Stored data
####################

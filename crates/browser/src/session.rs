//! One launched browser per poll attempt.
//!
//! The booking flow's state (cookies, navigation history) must never leak
//! between attempts, so a session is acquired at attempt start and closed
//! unconditionally at attempt end. There is no pooling or reuse.

use std::time::{Duration, Instant};

use {
    chromiumoxide::{Browser, BrowserConfig as CdpBrowserConfig},
    futures::StreamExt,
    tokio::task::JoinHandle,
    tracing::{debug, info, warn},
};

use crate::{detect, error::BrowserError, surface::Surface, types::BrowserConfig};

/// Poll interval while waiting for a spawned surface.
const SURFACE_POLL_INTERVAL: Duration = Duration::from_millis(200);

/// A live browsing context scoped to a single poll attempt.
pub struct BrowserSession {
    id: String,
    browser: Browser,
    handler_task: JoinHandle<()>,
}

impl BrowserSession {
    /// Launch a fresh headless browser.
    pub async fn launch(config: &BrowserConfig) -> Result<Self, BrowserError> {
        let detection = detect::detect_browser(config.chrome_path.as_deref());
        let Some(executable) = detection.path else {
            return Err(BrowserError::LaunchFailed(format!(
                "Chrome/Chromium not found. {}",
                detection.install_hint
            )));
        };

        let mut builder = CdpBrowserConfig::builder();

        // chromiumoxide runs headless by default; with_head() opts out.
        if !config.headless {
            builder = builder.with_head();
        }

        builder = builder
            .viewport(chromiumoxide::handler::viewport::Viewport {
                width: config.viewport_width,
                height: config.viewport_height,
                device_scale_factor: None,
                emulating_mobile: false,
                is_landscape: true,
                has_touch: false,
            })
            .request_timeout(Duration::from_millis(config.navigation_timeout_ms))
            .chrome_executable(&executable);

        for arg in &config.chrome_args {
            builder = builder.arg(arg);
        }

        builder = builder
            .arg("--disable-gpu")
            .arg("--disable-dev-shm-usage")
            .arg("--no-sandbox")
            .arg("--disable-setuid-sandbox");

        let cdp_config = builder.build().map_err(|e| {
            BrowserError::LaunchFailed(format!("failed to build browser config: {e}"))
        })?;

        let (browser, mut handler) = Browser::launch(cdp_config).await.map_err(|e| {
            let install_hint = detect::install_instructions();
            BrowserError::LaunchFailed(format!("browser launch failed: {e}\n\n{install_hint}"))
        })?;

        let id = generate_session_id();

        // Drain CDP events for the lifetime of the session.
        let session_id = id.clone();
        let handler_task = tokio::spawn(async move {
            while let Some(event) = handler.next().await {
                debug!(session_id, ?event, "browser event");
            }
        });

        info!(session_id = id, executable = %executable.display(), "launched browser session");

        Ok(Self {
            id,
            browser,
            handler_task,
        })
    }

    /// Session identifier, for log correlation.
    pub fn id(&self) -> &str {
        &self.id
    }

    /// Open a URL in a new surface and wait for the initial load.
    pub async fn open(&self, url: &str) -> Result<Surface, BrowserError> {
        let page = self
            .browser
            .new_page(url)
            .await
            .map_err(|e| BrowserError::NavigationFailed(e.to_string()))?;
        let _ = page.wait_for_navigation().await;

        debug!(session_id = self.id, url, "opened surface");
        Ok(Surface::attach(page).await)
    }

    /// Number of surfaces currently open in this session.
    pub async fn surface_count(&self) -> usize {
        match self.browser.pages().await {
            Ok(pages) => pages.len(),
            Err(e) => {
                debug!(session_id = self.id, error = %e, "failed to list surfaces");
                0
            },
        }
    }

    /// Resolve which surface is authoritative after an activation that may
    /// have opened a new tab or navigated in place.
    ///
    /// Waits up to `grace` for a surface beyond `baseline` to appear; picks
    /// the most recently opened one if so, else sticks with `origin`. Both
    /// outcomes are legal results of the same click.
    pub async fn authoritative_surface(
        &self,
        origin: Surface,
        baseline: usize,
        grace: Duration,
    ) -> Surface {
        let deadline = Instant::now() + grace;

        while Instant::now() < deadline {
            match self.browser.pages().await {
                Ok(pages) if pages.len() > baseline => {
                    if let Some(page) = pages.into_iter().next_back() {
                        debug!(session_id = self.id, "activation spawned a new surface");
                        return Surface::attach(page).await;
                    }
                },
                Ok(_) => {},
                Err(e) => {
                    debug!(session_id = self.id, error = %e, "failed to list surfaces");
                },
            }
            tokio::time::sleep(SURFACE_POLL_INTERVAL).await;
        }

        debug!(
            session_id = self.id,
            "no new surface within grace window, staying on origin"
        );
        origin
    }

    /// Close the browser. Called unconditionally at attempt end.
    pub async fn close(mut self) {
        if let Err(e) = self.browser.close().await {
            warn!(session_id = self.id, error = %e, "browser close failed");
        }
        self.handler_task.abort();
        debug!(session_id = self.id, "closed browser session");
    }
}

/// Generate a random session ID.
fn generate_session_id() -> String {
    use rand::Rng;
    let mut rng = rand::rng();
    let id: u64 = rng.random();
    format!("attempt-{:016x}", id)
}

#[cfg(test)]
mod tests {
    use super::*;

    #[test]
    fn session_ids_are_unique() {
        let id1 = generate_session_id();
        let id2 = generate_session_id();
        assert_ne!(id1, id2);
        assert!(id1.starts_with("attempt-"));
    }
}
//! Configuration loading, validation, and env substitution.
//!
//! Config files: `citawatch.toml`, `citawatch.yaml`, or `citawatch.json`
//! Searched in `./` then `~/.config/citawatch/`.
//!
//! Supports `${ENV_VAR}` substitution in all string values. Telegram
//! credentials fall back to the `TELEGRAM_BOT_TOKEN` / `TELEGRAM_CHAT_ID`
//! environment variables when the config file leaves them empty.

pub mod env_subst;
pub mod loader;
pub mod schema;
pub mod validate;

pub use {
    loader::{config_dir, discover_and_load, load_config},
    schema::{BrowserConfig, CitawatchConfig, PollConfig, TelegramConfig},
    validate::{Diagnostic, Severity, ValidationResult, validate},
};
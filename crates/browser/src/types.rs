//! Browser launch configuration.

use serde::{Deserialize, Serialize};

/// Browser configuration for one session.
#[derive(Debug, Clone, Serialize, Deserialize)]
#[serde(default)]
pub struct BrowserConfig {
    /// Path to Chrome/Chromium binary (auto-detected if not set).
    pub chrome_path: Option<String>,
    /// Whether to run in headless mode.
    pub headless: bool,
    /// Default viewport width.
    pub viewport_width: u32,
    /// Default viewport height.
    pub viewport_height: u32,
    /// Default navigation timeout in milliseconds.
    pub navigation_timeout_ms: u64,
    /// Additional Chrome arguments.
    #[serde(default)]
    pub chrome_args: Vec<String>,
}

impl Default for BrowserConfig {
    fn default() -> Self {
        Self {
            chrome_path: None,
            headless: true,
            viewport_width: 1600,
            viewport_height: 1200,
            navigation_timeout_ms: 60_000,
            chrome_args: Vec::new(),
        }
    }
}

impl From<&citawatch_config::schema::BrowserConfig> for BrowserConfig {
    fn from(cfg: &citawatch_config::schema::BrowserConfig) -> Self {
        Self {
            chrome_path: cfg.chrome_path.clone(),
            headless: cfg.headless,
            viewport_width: cfg.viewport_width,
            viewport_height: cfg.viewport_height,
            navigation_timeout_ms: cfg.navigation_timeout_ms,
            chrome_args: cfg.chrome_args.clone(),
        }
    }
}

#[cfg(test)]
mod tests {
    use super::*;

    #[test]
    fn default_config() {
        let config = BrowserConfig::default();
        assert!(config.headless);
        assert!(config.chrome_path.is_none());
        assert_eq!(config.navigation_timeout_ms, 60_000);
    }

    #[test]
    fn from_schema_config() {
        let schema = citawatch_config::schema::BrowserConfig {
            chrome_path: Some("/opt/chromium".into()),
            headless: false,
            ..Default::default()
        };
        let config = BrowserConfig::from(&schema);
        assert_eq!(config.chrome_path.as_deref(), Some("/opt/chromium"));
        assert!(!config.headless);
        assert_eq!(config.viewport_width, schema.viewport_width);
    }
}
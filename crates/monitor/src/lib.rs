//! Core of the slot watcher: drives the booking flow to the availability
//! view, classifies what it sees, decides whether to alert, and governs the
//! bounded retry loop.
//!
//! The pieces compose as: scheduler → navigation driver → classifier →
//! decision engine, with the browser and the notifier injected at the seams.

pub mod classify;
pub mod decide;
pub mod error;
pub mod navigate;
pub mod notify;
pub mod runner;
pub mod scheduler;
pub mod types;

pub use {
    error::MonitorError,
    notify::Notify,
    runner::Watcher,
    types::{AttemptResult, ReservationOutcome, RunOutcome, SlotDescriptor, Status},
};
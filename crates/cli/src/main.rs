use std::{process::ExitCode, sync::Arc};

use {
    clap::Parser,
    tracing::{error, info},
    tracing_subscriber::{EnvFilter, fmt, layer::SubscriberExt, util::SubscriberInitExt},
};

use {
    citawatch_config::{Severity, validate},
    citawatch_monitor::{Notify, RunOutcome, Watcher},
    citawatch_telegram::TelegramNotifier,
};

/// A completed run exits 0 regardless of what it found; only configuration
/// problems are non-zero.
const EXIT_CONFIG_ERROR: u8 = 2;

#[derive(Parser)]
#[command(name = "citawatch", about = "Appointment-slot watcher for the consular booking flow")]
struct Cli {
    /// Log level (trace, debug, info, warn, error).
    #[arg(long, default_value = "info")]
    log_level: String,

    /// Output logs as JSON instead of human-readable.
    #[arg(long, default_value_t = false)]
    json_logs: bool,

    /// Config file path (overrides discovery).
    #[arg(long)]
    config: Option<std::path::PathBuf>,

    /// Send a test message to the configured chat and exit.
    #[arg(long, default_value_t = false)]
    test_alert: bool,
}

fn init_telemetry(cli: &Cli) {
    let filter =
        EnvFilter::try_from_default_env().unwrap_or_else(|_| EnvFilter::new(&cli.log_level));

    let registry = tracing_subscriber::registry().with(filter);

    if cli.json_logs {
        registry
            .with(fmt::layer().json().with_target(true).with_thread_ids(false))
            .init();
    } else {
        registry
            .with(
                fmt::layer()
                    .with_target(false)
                    .with_thread_ids(false)
                    .with_ansi(true),
            )
            .init();
    }
}

#[tokio::main]
async fn main() -> ExitCode {
    dotenvy::dotenv().ok();
    let cli = Cli::parse();
    init_telemetry(&cli);

    info!(version = env!("CARGO_PKG_VERSION"), "citawatch starting");

    let config = match cli.config {
        Some(ref path) => match citawatch_config::load_config(path) {
            Ok(config) => config,
            Err(e) => {
                error!(path = %path.display(), error = %e, "failed to load config");
                return ExitCode::from(EXIT_CONFIG_ERROR);
            },
        },
        None => citawatch_config::discover_and_load(),
    };

    let validation = validate(&config);
    for diagnostic in &validation.diagnostics {
        match diagnostic.severity {
            Severity::Error => {
                error!(path = diagnostic.path, "{}", diagnostic.message);
            },
            Severity::Warning => {
                tracing::warn!(path = diagnostic.path, "{}", diagnostic.message);
            },
        }
    }
    if validation.has_errors() {
        return ExitCode::from(EXIT_CONFIG_ERROR);
    }

    let notifier = match TelegramNotifier::new(&config.telegram) {
        Ok(notifier) => Arc::new(notifier),
        Err(e) => {
            error!(error = %e, "failed to build telegram notifier");
            return ExitCode::from(EXIT_CONFIG_ERROR);
        },
    };

    if cli.test_alert {
        return match notifier
            .send_text("citawatch test alert: configuration is working")
            .await
        {
            Ok(()) => {
                info!("test alert delivered");
                ExitCode::SUCCESS
            },
            Err(e) => {
                error!(error = %e, "test alert failed");
                ExitCode::from(EXIT_CONFIG_ERROR)
            },
        };
    }

    let watcher = Watcher::new(config, notifier);
    match watcher.run().await {
        RunOutcome::FoundAndHandled => {
            info!("run finished: terminal status handled");
            ExitCode::SUCCESS
        },
        RunOutcome::ExhaustedAttempts { classified_any } => {
            info!(classified_any, "run finished: attempts exhausted");
            ExitCode::SUCCESS
        },
        RunOutcome::FatalError(message) => {
            error!("{message}");
            ExitCode::from(EXIT_CONFIG_ERROR)
        },
    }
}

####################

Starting at the line above that holds "pub mod schema;" and ending at the line that holds "pub struct BrowserConfig", transcribe each line exactly and include no other lines.

• ANSWER AREA
pub mod schema;
pub mod validate;

pub use {
    loader::{config_dir, discover_and_load, load_config},
    schema::{BrowserConfig, CitawatchConfig, PollConfig, TelegramConfig},
    validate::{Diagnostic, Severity, ValidationResult, validate},
};
filename crates/browser/src/types.rs
//! Browser launch configuration.

use serde::{Deserialize, Serialize};

/// Browser configuration for one session.
#[derive(Debug, Clone, Serialize, Deserialize)]
#[serde(default)]
pub struct BrowserConfig {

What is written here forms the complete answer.